Suit la critique de la scène admirable où Mentor précipite Télémaque dans la mer. Ensuite viennent des plaisanteries sur le naufrage. Mentor et Télémaque sont à califourchon sur un mât, « comme font les enfants qui mettent un bâton entre leurs jambes, et le tournent comme ils veulent deçà et delà, et l’appellent leur petit dada. » (P. 456.) Mais comment Mentor et Télémaque ne glissoient-ils point sur ce mât ? « Apparemment qu’ils avoient mis chacun un clou derrière eux, qui les empêchoit de couler. » (P. 356.)

Plus loin, vous lisez que « dans le roman de Télémaque tout est hors de sa place et de travers. » (P. 464.) « Dans le roman de Télémaque tout est guindé, singulier, extraordinaire ; l’historien est toujours monté sur des échasses ; les moindres bergères y parlent toujours phébus et poétiquement. » (ibid.) « Les prouesses de don Quichotte et de Gusman d’Alfarache ni celle des Amadis et de Roland le Furieux n’ont rien de semblable. » (P. 476.)

Enfin, sur quelques expressions employées par Fénelon pour peindre la beauté d’Antilope, Faydit s’écrie :

« À quoi peuvent servir, après cela, toutes les belles instructions de morale et de vertu chrétienne et évangélique que M. de Cambrai fait donner par Mentor à Télémaque ? N’est-ce pas mêler Dieu avec le démon, Jésus-Christ avec Bélial, la lumière avec les ténèbres, comme dit saint Paul, faire un mélange ridicule et monstrueux de la religion chrétienne avec la païenne et des idoles avec la Divinité ?… Bien loin que la vérité débitée par ces sortes de prêcheurs fasse impression et porte à la dévotion, elle ne peut tout au plus porter les lecteurs qu’à la leur rendre suspecte et même méprisable. » (P. 462.) Ces derniers passages de la Télémacomanie tombent si juste sur Les Martyrs, c’est là si parfaitement les reproches que l’on a faits au style, au sujet et à l’effet du livre (galimatias, phébus, caractères ridicures, péril pour les mœurs et la religion, profanation, scandale), que mes censeurs semblent avoir copié les pensées, les plaisanteries et les phrases même de Faydit.

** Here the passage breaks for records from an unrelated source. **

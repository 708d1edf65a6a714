//! Lock delay state machine.
//!
//! ```text
//!   Airborne --ground()--> Grounded --advance(): timer hits 0 or resets exhausted--> Locked
//!       ^                     |  \__ on_move(): refill timer while resets remain
//!       +------ clear() ------+
//! ```
//!
//! The owning engine calls [`LockDelay::clear`] whenever the piece is no longer
//! blocked directly below, and on every spawn/hold.

use crate::types::{LOCK_DELAY_MS, LOCK_RESET_LIMIT};

/// Result of advancing the timer.
#[derive(Debug, Clone, Copy, PartialEq, Eq)]
pub enum LockPhase {
    /// Not touching anything below.
    Airborne,
    /// Grounded with time left.
    Grounded,
    /// Commit the piece now.
    Locked,
}

#[derive(Debug, Clone, PartialEq, Eq)]
pub struct LockDelay {
    duration_ms: u32,
    max_resets: u8,
    remaining_ms: u32,
    moves_used: u8,
    active: bool,
}

impl LockDelay {
    pub fn new(duration_ms: u32, max_resets: u8) -> Self {
        Self {
            duration_ms,
            max_resets,
            remaining_ms: 0,
            moves_used: 0,
            active: false,
        }
    }

    pub fn is_active(&self) -> bool {
        self.active
    }

    pub fn remaining_ms(&self) -> u32 {
        self.remaining_ms
    }

    pub fn moves_used(&self) -> u8 {
        self.moves_used
    }

    /// A downward move failed. Starts the countdown if not already running.
    pub fn ground(&mut self) {
        if !self.active {
            self.active = true;
            self.remaining_ms = self.duration_ms;
            self.moves_used = 0;
        }
    }

    /// A move or rotation succeeded while grounded.
    ///
    /// Refills the timer and spends one reset while resets remain; after that
    /// the timer is left alone. Returns whether the timer was refilled.
    pub fn on_move(&mut self) -> bool {
        if !self.active || self.moves_used >= self.max_resets {
            return false;
        }
        self.remaining_ms = self.duration_ms;
        self.moves_used += 1;
        true
    }

    /// Count down by `elapsed_ms`.
    pub fn advance(&mut self, elapsed_ms: u32) -> LockPhase {
        if !self.active {
            return LockPhase::Airborne;
        }
        self.remaining_ms = self.remaining_ms.saturating_sub(elapsed_ms);
        if self.remaining_ms == 0 || self.moves_used >= self.max_resets {
            LockPhase::Locked
        } else {
            LockPhase::Grounded
        }
    }

    /// Back to airborne.
    pub fn clear(&mut self) {
        self.active = false;
        self.remaining_ms = 0;
        self.moves_used = 0;
    }
}

impl Default for LockDelay {
    fn default() -> Self {
        Self::new(LOCK_DELAY_MS, LOCK_RESET_LIMIT)
    }
}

J’étois destiné à éprouver un genre de critique tout particulier. Il a fallu pour m’attaquer changer de poids et de mesures et reprocher aux Martyrs ce qu’on approuve partout ailleurs : car ce n’est pas la manière, mais le fond, qu’on censure dans l’épisode de Velléda ; et pourtant Velléda est-elle autre chose que Circé, Didon, Armide, Eucharis, Gabrielle ? Je n’ai fait que suivre les traces de mes devanciers, en ajoutant à ma peinture un correctif qu’aucun auteur n’a mis à la sienne. Renaud ne se repent point de ses erreurs comme amant, il rougit seulement de sa mollesse comme guerrier. Il retrouve Armide, il la console, il s’en va de nouveau avec elle ; et quel tableau que celui de Renaud couché sur le sein d’Armide et puisant tous les feux de l’amour dans les regards de l’enchanteresse ! Si j’avois retracé de pareilles images, que n’eût-on point dit, que n’eût-on point fait ? Et remarquez toutefois que l’écrivain de ces scènes voluptueuses alloit être couronné de la main d’un pape au Capitole lorsqu’il mourut, la veille de sa gloire. Eudore se repent, Eudore combat sa foiblesse ; après sa chute, il la déplore, il se soumet à une pénitence publique, il retourne à la religion ; et son repentir est si grand, si sincère, qu’il le conduit au martyre. Les saints eux-mêmes, et les plus grands, ont donné de pareils exemples de faute et d’expiation. Saint Augustin ne nous a-t-il pas peint ses désordres ? Son fils Adéodat ne fut-il pas le fruit d’un amour criminel ? Soit qu’on examine l’épisode de Velléda dans ses conséquences pour Eudore, soit qu’on le considère sous d’autres rapports, cet épisode n’a aucun danger ; l’effet même de la passion de la druidesse en amortit l’effet pour le lecteur. L’espèce de folie dont Velléda est atteinte, le malheur de cette femme, l’indifférence d’Eudore, ses remords après sa chute, ne laissent que la tristesse au fond de l’âme. Observons de plus que Velléda ne détruit point l’intérêt pour Cymodocée, comme Didon pour Lavinie. C’est peut-être la première fois que la passion a moins intéressé que le devoir et l’amante moins que l’épouse : espèce de tour de force dans ce genre, qui rend l’épisode très-moral. Cette observation n’est pas de moi ; elle est d’un homme supérieur, sur l’autorité duquel j’aime à m’appuyer.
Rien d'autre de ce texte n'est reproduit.